This Week in EPA Science

By Kacey FitzpatrickResearch Recap graphic identifier

It’s Earth Science Week—a week dedicated to promoting the understanding and appreciation of earth sciences! Below are the latest contributions from EPA scientists studying the earth—and our place on it. Enjoy!

  • The Visualize Your Water Challenge Seeks Compelling Data Visualizations
    Nutrient pollution is one of the nation’s most difficult environmental challenges. EPA, USGS, ED, the Great Lakes Observing System, and Esri announced the “Visualize Your Water” Challenge. This Challenge seeks to engage the innovative spirit of high school students in the Great Lakes and Chesapeake Bay watershed states to create compelling visualizations about nutrient pollution.

    Read more about the challenge at Esri’s Visualize Your Water Challenge page.

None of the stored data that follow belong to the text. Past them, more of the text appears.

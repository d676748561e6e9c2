//! Target URL extraction.
//!
//! Callers address the proxy as `https://proxy/?<encoded-target-url>`, and
//! the value after `?` is percent-encoded twice. It is decoded exactly twice
//! with `decodeURIComponent` semantics: `+` stays a plus sign, and a stray
//! `%` or a non-UTF-8 byte sequence fails the request.

use std::borrow::Cow;

use axum::http::Uri;
use percent_encoding::percent_decode_str;
use url::Url;

use crate::http::response::ForwardError;

/// Read the target URL out of the inbound request URI.
pub fn extract_target(uri: &Uri) -> Result<Url, ForwardError> {
    let query = uri.query().unwrap_or_default();
    let decoded = decode_component(&decode_component(query)?)?;

    if decoded.is_empty() {
        return Err(ForwardError::MissingTarget);
    }

    let url = Url::parse(&decoded)?;
    match url.scheme() {
        "http" | "https" => Ok(url),
        other => Err(ForwardError::UnsupportedScheme(other.to_string())),
    }
}

fn decode_component(input: &str) -> Result<String, ForwardError> {
    if !has_valid_escapes(input) {
        return Err(ForwardError::Undecodable);
    }
    percent_decode_str(input)
        .decode_utf8()
        .map(Cow::into_owned)
        .map_err(|_| ForwardError::Undecodable)
}

/// Every `%` must start a two-digit hex escape.
fn has_valid_escapes(input: &str) -> bool {
    let bytes = input.as_bytes();
    let mut i = 0;
    while i < bytes.len() {
        if bytes[i] == b'%' {
            match bytes.get(i + 1..i + 3) {
                Some([hi, lo]) if hi.is_ascii_hexdigit() && lo.is_ascii_hexdigit() => i += 3,
                _ => return false,
            }
        } else {
            i += 1;
        }
    }
    true
}

#[cfg(test)]
mod tests {
    use super::*;

    fn target(uri: &'static str) -> Result<Url, ForwardError> {
        extract_target(&Uri::from_static(uri))
    }

    #[test]
    fn decodes_single_encoded_target() {
        let url = target("/?https%3A%2F%2Fapi.example.com%2Fdata").unwrap();
        assert_eq!(url.as_str(), "https://api.example.com/data");
    }

    #[test]
    fn decodes_double_encoded_target() {
        let url = target("/?https%253A%252F%252Fapi.example.com%252Fsearch%253Fq%253Da%252526b").unwrap();
        assert_eq!(url.as_str(), "https://api.example.com/search?q=a%26b");
    }

    #[test]
    fn plus_is_not_a_space() {
        let url = target("/?https%3A%2F%2Fapi.example.com%2F%3Fq%3Da%2Bb").unwrap();
        assert_eq!(url.query(), Some("q=a+b"));
    }

    #[test]
    fn path_is_ignored() {
        let url = target("/some/path?http%3A%2F%2Fexample.com%2F").unwrap();
        assert_eq!(url.as_str(), "http://example.com/");
    }

    #[test]
    fn absent_or_empty_query_is_missing() {
        assert!(matches!(target("/"), Err(ForwardError::MissingTarget)));
        assert!(matches!(target("/?"), Err(ForwardError::MissingTarget)));
    }

    #[test]
    fn malformed_escapes_fail() {
        assert!(matches!(target("/?%zz"), Err(ForwardError::Undecodable)));
        // "%25" becomes a lone "%" on the first pass.
        assert!(matches!(target("/?%25"), Err(ForwardError::Undecodable)));
        assert!(matches!(target("/?%FF"), Err(ForwardError::Undecodable)));
    }

    #[test]
    fn non_http_targets_are_rejected() {
        assert!(matches!(
            target("/?ftp%3A%2F%2Fexample.com%2F"),
            Err(ForwardError::UnsupportedScheme(scheme)) if scheme == "ftp"
        ));
        assert!(matches!(
            target("/?not-a-url"),
            Err(ForwardError::InvalidTarget(_))
        ));
    }
}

  • Green Infrastructure in Action
    EPA, U.S. Army Corps of Engineers, Department of the Army, and USD 475 partnered to find a way to help Seitz Elementary School in Fort Riley, Kansas solve a parking dilemma and be environmentally friendly while doing so. The solution was the construction of a permeable parking lot, designed so rain water drains to a section of permeable interlocking concrete pavement, which looks like bricks, on the south end of the parking lot.

    Read more about the project in the article Permeable parking lot helps educate students at Seitz Elementary and learn more about EPA’s Green Infrastructure research.

  • Strategic Research Action Plans 2016-2019
    EPA’s overall research effort is organized around six highly integrated and transdisciplinary national research programs that are closely aligned with the EPA’s strategic goals and cross-agency strategies. Each program is guided by a Strategic Research Action Plan developed by EPA with input from its many internal and external partners and stakeholders.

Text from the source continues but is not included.